[Problem] Go through the listing below and state how many lines hold the word "SeededEnv", giving only the number.

[Extracted information]
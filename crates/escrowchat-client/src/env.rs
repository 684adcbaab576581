//! Environment abstraction for deterministic testing.
//!
//! Decouples protocol logic from the source of randomness. Every ephemeral
//! key and nonce the messenger creates is drawn from an [`Environment`], so a
//! seeded environment makes a whole conversation reproducible.

use std::sync::{Arc, Mutex, PoisonError};

use rand::{RngCore, SeedableRng};
use rand_chacha::ChaCha20Rng;

/// Abstract source of randomness.
///
/// # Safety
///
/// Implementations MUST guarantee:
///
/// - `random_bytes()` uses cryptographically secure entropy in production
/// - Methods are infallible except in exceptional circumstances (e.g., OS
///   entropy exhaustion)
pub trait Environment: Clone + Send + Sync + 'static {
    /// Fills the provided buffer with random bytes.
    ///
    /// # Invariants
    ///
    /// - Given the same RNG seed, this produces the same sequence of bytes
    /// - Uses cryptographically secure RNG
    fn random_bytes(&self, buffer: &mut [u8]);

    /// Generates a random fixed-size array.
    ///
    /// Convenience for key seeds and nonces.
    fn random_array<const N: usize>(&self) -> [u8; N] {
        let mut bytes = [0u8; N];
        self.random_bytes(&mut bytes);
        bytes
    }
}

/// Production environment using the OS cryptographic RNG.
///
/// # Panics
///
/// Panics if the OS RNG fails. A client without functioning cryptographic
/// randomness cannot generate keys or nonces; continuing would risk nonce
/// reuse under AES-GCM.
#[derive(Debug, Clone, Copy, Default)]
pub struct SystemEnv;

impl SystemEnv {
    /// Create a new system environment.
    #[must_use]
    pub fn new() -> Self {
        Self
    }
}

impl Environment for SystemEnv {
    #[allow(clippy::expect_used)]
    fn random_bytes(&self, buffer: &mut [u8]) {
        getrandom::fill(buffer)
            .expect("invariant: OS RNG failure is unrecoverable - client cannot operate securely");
    }
}

/// Deterministic environment backed by a seeded `ChaCha20` stream.
///
/// Clones share one stream, so two clients built from clones never draw the
/// same bytes. Never use outside tests and simulations.
#[derive(Debug, Clone)]
pub struct SeededEnv {
    rng: Arc<Mutex<ChaCha20Rng>>,
}

impl SeededEnv {
    /// Create an environment from a 64-bit seed.
    #[must_use]
    pub fn new(seed: u64) -> Self {
        Self { rng: Arc::new(Mutex::new(ChaCha20Rng::seed_from_u64(seed))) }
    }
}

impl Environment for SeededEnv {
    fn random_bytes(&self, buffer: &mut [u8]) {
        self.rng.lock().unwrap_or_else(PoisonError::into_inner).fill_bytes(buffer);
    }
}
//! Values returned to the application.

/// One decrypted message.
#[derive(Debug, Clone, PartialEq, Eq)]
pub struct ReceivedMessage {
    /// Sequence number from the authenticated header
    pub sequence_number: u64,
    /// Decrypted payload
    pub plaintext: Vec<u8>,
}

/// Result of an in-order receive.
///
/// `message` is the envelope passed to
/// [`Messenger::receive_message`](crate::Messenger::receive_message).
/// `released` holds previously buffered messages that became deliverable
/// because of it, in ascending sequence order.
#[derive(Debug, Clone, PartialEq, Eq)]
pub struct Delivery {
    /// The message just received
    pub message: ReceivedMessage,
    /// Buffered messages released after it
    pub released: Vec<ReceivedMessage>,
}

impl Delivery {
    pub(crate) fn new(sequence_number: u64, plaintext: Vec<u8>) -> Self {
        Self { message: ReceivedMessage { sequence_number, plaintext }, released: Vec::new() }
    }

    /// Plaintext of the message just received.
    pub fn plaintext(&self) -> &[u8] {
        &self.message.plaintext
    }

    /// Number of messages delivered, including released ones.
    pub fn message_count(&self) -> usize {
        1 + self.released.len()
    }

    /// All delivered messages in sequence order.
    pub fn into_messages(self) -> Vec<ReceivedMessage> {
        let mut messages = Vec::with_capacity(self.message_count());
        messages.push(self.message);
        messages.extend(self.released);
        messages
    }
}

/// Snapshot of one peer's session.
#[derive(Debug, Clone, PartialEq, Eq)]
pub struct SessionState {
    /// Sequence number of the last message sent to the peer
    pub last_sent_seq: u64,
    /// Highest sequence number delivered from the peer
    pub last_received_seq: u64,
    /// Buffered out-of-order sequence numbers, ascending
    pub pending: Vec<u64>,
    /// Send chain derived
    pub send_established: bool,
    /// Receive chain derived and confirmed by an authenticated message
    pub recv_established: bool,
}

[The answer] 3